▸ DIRECTIONS
Using the listing below, retype exactly the lines starting at the one with "the bound entity." and ending at the one with "pub struct WorkflowHistoryEntry", and include both.

▸ THE DATA
---

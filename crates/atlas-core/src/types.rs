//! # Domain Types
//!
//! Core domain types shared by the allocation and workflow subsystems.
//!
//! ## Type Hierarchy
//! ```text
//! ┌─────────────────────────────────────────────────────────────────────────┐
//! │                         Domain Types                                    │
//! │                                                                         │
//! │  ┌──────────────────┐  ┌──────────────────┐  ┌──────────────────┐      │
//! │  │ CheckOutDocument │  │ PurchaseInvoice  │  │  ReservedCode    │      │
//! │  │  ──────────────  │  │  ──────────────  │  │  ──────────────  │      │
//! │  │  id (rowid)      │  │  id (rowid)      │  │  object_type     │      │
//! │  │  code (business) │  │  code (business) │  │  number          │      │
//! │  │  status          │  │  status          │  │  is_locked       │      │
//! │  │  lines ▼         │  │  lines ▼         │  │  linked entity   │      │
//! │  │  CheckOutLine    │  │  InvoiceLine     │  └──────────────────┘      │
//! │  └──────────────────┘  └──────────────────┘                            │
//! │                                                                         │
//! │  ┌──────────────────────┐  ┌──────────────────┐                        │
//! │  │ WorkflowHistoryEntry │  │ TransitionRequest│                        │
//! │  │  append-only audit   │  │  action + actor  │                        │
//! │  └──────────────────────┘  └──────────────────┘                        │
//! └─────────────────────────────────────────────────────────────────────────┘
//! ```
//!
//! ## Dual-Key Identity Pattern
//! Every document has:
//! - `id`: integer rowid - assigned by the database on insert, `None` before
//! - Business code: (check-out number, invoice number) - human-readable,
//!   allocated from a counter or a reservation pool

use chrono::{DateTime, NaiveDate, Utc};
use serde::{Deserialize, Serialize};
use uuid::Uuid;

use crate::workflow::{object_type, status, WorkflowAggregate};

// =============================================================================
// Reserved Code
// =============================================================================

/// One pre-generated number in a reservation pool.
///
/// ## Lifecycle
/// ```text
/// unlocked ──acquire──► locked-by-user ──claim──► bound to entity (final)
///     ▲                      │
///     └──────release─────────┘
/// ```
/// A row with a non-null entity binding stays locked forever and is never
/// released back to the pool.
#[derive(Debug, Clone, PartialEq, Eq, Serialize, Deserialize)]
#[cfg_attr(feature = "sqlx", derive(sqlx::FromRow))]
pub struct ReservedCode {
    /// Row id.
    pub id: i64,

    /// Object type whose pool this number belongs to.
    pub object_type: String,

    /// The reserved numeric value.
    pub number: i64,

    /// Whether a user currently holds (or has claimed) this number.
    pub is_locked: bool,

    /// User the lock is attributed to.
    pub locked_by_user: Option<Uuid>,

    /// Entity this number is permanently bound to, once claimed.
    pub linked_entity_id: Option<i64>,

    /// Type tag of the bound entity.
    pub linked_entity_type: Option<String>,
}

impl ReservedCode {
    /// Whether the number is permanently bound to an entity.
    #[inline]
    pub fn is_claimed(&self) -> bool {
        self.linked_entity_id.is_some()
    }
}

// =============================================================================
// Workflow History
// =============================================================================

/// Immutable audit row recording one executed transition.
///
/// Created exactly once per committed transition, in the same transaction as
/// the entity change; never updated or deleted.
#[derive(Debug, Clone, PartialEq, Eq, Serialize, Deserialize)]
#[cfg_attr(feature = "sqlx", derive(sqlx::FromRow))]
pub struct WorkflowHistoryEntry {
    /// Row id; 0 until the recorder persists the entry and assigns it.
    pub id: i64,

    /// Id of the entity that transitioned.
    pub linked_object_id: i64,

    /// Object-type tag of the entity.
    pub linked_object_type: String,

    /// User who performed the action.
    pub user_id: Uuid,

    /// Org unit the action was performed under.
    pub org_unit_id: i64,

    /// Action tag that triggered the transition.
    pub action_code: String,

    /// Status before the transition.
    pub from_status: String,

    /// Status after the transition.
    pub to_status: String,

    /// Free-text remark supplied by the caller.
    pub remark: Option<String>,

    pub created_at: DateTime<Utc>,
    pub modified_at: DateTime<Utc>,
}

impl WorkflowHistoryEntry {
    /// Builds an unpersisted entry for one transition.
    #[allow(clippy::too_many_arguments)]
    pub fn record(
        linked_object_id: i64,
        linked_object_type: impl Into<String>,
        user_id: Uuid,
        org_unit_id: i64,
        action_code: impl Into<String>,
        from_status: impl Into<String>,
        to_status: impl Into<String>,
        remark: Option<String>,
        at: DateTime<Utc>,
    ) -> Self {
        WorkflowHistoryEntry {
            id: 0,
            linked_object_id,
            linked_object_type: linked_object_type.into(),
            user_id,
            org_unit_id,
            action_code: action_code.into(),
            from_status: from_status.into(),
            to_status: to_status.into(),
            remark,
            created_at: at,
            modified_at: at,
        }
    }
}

---

▸ SOLUTION TO THE EXERCISE
    /// Type tag of the bound entity.
    pub linked_entity_type: Option<String>,
}

impl ReservedCode {
    /// Whether the number is permanently bound to an entity.
    #[inline]
    pub fn is_claimed(&self) -> bool {
        self.linked_entity_id.is_some()
    }
}

// =============================================================================
// Workflow History
// =============================================================================

/// Immutable audit row recording one executed transition.
///
/// Created exactly once per committed transition, in the same transaction as
/// the entity change; never updated or deleted.
#[derive(Debug, Clone, PartialEq, Eq, Serialize, Deserialize)]
#[cfg_attr(feature = "sqlx", derive(sqlx::FromRow))]
pub struct WorkflowHistoryEntry {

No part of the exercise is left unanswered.